Chapter 5: Enarw - Part Eight

“Think the zealots are still in charge here?” asked Sevenser.


“No,” said Jendi, “I don’t get that feeling. Maybe an offshoot of it, or a descendant, or however you’d call it. I mean, if they still have priests running things it might not be far off, but they did not blanche when Vialon said we had nawledge to share. The zealots would have had our heads off for that.”


“You got that right,” said Grif from a few paces in front. At that one of the guards turned around, and Grif turned around again while Jendi stopped talking. They marched along, noting the road was of decent quality and well-maintained. The village drew near and already they passed a few houses of wood and earth that lined the roads, though set back from the road itself to allow for the planting of crops for each house. This was an agrarian society.


Once they entered the village itself, they could see that although the buildings were simple in construction and never much higher than a person’s height, this was a city in its scope. It was a village that went on for miles, for all they could tell. They saw buildings set up for agricultural processing, mills and threshing areas. They saw other buildings designed for processing meat from animals brought here from farms. Leather makers had their shops, and there were forges and woodworkers and other crafts that hinted at this planet’s past as an industrial center. It still was, merely set back a few generations in teknology.

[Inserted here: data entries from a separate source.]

impl fmt::Display for ValidationError {
    fn fmt(&self, f: &mut fmt::Formatter<'_>) -> fmt::Result {
        match self {
            Self::EmptyValueSet { filter_id, field } => {
                write!(f, "Filter '{filter_id}': '{field}' must not be empty")
            }
            Self::EmptyText { filter_id } => {
                write!(f, "Filter '{filter_id}': search text must not be empty")
            }
            Self::NoSearchFields { filter_id } => {
                write!(f, "Filter '{filter_id}': at least one field must be searched")
            }
            Self::InvalidRegex {
                filter_id,
                pattern,
                source,
            } => write!(
                f,
                "Filter '{filter_id}': invalid regex '{pattern}': {source}"
            ),
            Self::RegexTooLong {
                filter_id,
                length,
                max_length,
            } => write!(
                f,
                "Filter '{filter_id}': regex is {length} chars, exceeds maximum of {max_length}"
            ),
            Self::InvalidTimeRange { start, end } => {
                write!(f, "Time range start {start} is after end {end}")
            }
            Self::CyclicSavedFilter { filter_id } => {
                write!(f, "Saved filter '{filter_id}' contains itself")
            }
            Self::NestingTooDeep {
                filter_id,
                max_depth,
            } => write!(
                f,
                "Saved filter '{filter_id}' is nested deeper than {max_depth} levels"
            ),
            Self::DuplicateFilterId { filter_id } => {
                write!(f, "Filter id '{filter_id}' is already in use")
            }
            Self::UnknownFilter { filter_id } => {
                write!(f, "No filter with id '{filter_id}'")
            }
            Self::InvalidRule { rule, reason } => {
                write!(f, "Rule '{rule}': {reason}")
            }
        }
    }
}

impl std::error::Error for ValidationError {
    fn source(&self) -> Option<&(dyn std::error::Error + 'static)> {
        match self {
            Self::InvalidRegex { source, .. } => Some(source),
            _ => None,
        }
    }
}

impl From<ValidationError> for LogScopeError {
    fn from(e: ValidationError) -> Self {
        Self::Validation(e)
    }
}

// ---------------------------------------------------------------------------
// Index errors
// ---------------------------------------------------------------------------

/// Errors raised by the derived indexes.
#[derive(Debug, Clone, PartialEq, Eq)]
pub enum IndexError {
    /// An entry id was delivered twice. The whole batch is rejected.
    DuplicateEntry { file_id: u64, seq: u64 },
}

impl fmt::Display for IndexError {
    fn fmt(&self, f: &mut fmt::Formatter<'_>) -> fmt::Result {
        match self {
            Self::DuplicateEntry { file_id, seq } => {
                write!(f, "Entry {file_id}:{seq} is already indexed")
            }
        }
    }
}

impl std::error::Error for IndexError {}

impl From<IndexError> for LogScopeError {
    fn from(e: IndexError) -> Self {
        Self::Index(e)
    }
}

// ---------------------------------------------------------------------------
// Aggregation conditions
// ---------------------------------------------------------------------------

/// Conditions reported alongside a degraded (empty) timeline.
///
/// Aggregation never fails; these ride on the result instead.
#[derive(Debug, Clone, Copy, PartialEq, Eq, Serialize)]
#[serde(tag = "kind", rename_all = "snake_case")]
pub enum AggregationError {
    /// No timestamped entries fall in the requested range.
    EmptyRange,

    /// The range at this zoom level would need too many buckets.
    BucketLimitExceeded { requested: u64, max: usize },
}

impl fmt::Display for AggregationError {
    fn fmt(&self, f: &mut fmt::Formatter<'_>) -> fmt::Result {
        match self {
            Self::EmptyRange => f.write_str("No entries in the requested range"),
            Self::BucketLimitExceeded { requested, max } => write!(
                f,
                "Range needs {requested} buckets, maximum is {max}. Choose a coarser zoom level."
            ),
        }
    }
}

impl std::error::Error for AggregationError {}

// ---------------------------------------------------------------------------
// Detection errors
// ---------------------------------------------------------------------------

/// Reasons an anomaly detection run produced no result.
#[derive(Debug, Clone, PartialEq, Eq)]
pub enum DetectionError {
    /// The run was cancelled before it finished.
    Cancelled,

    /// The entry set changed while the run was in flight.
    Stale {
        run_generation: u64,
        current_generation: u64,
    },

    /// The detection thread ended without delivering a result.
    WorkerLost { run_id: u64 },
}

Jendi noticed that very few of the city’s inhabitants stared at them, unlike their reaction on the other planets where the newcomers were objects of great curiosity and wonder. Here if anyone looked up at the horsemen’s sounds they quickly looked down and minded their own business. Here, thought Jendi, they were not newcomers, they were people being taken to the priest by the guards, and that was nobody’s business locally. The locals saw to it that they took no notice. Jendi guessed they hardly noticed their appearance at all. Prisoners they were, no more, no less, and it paid not to get involved.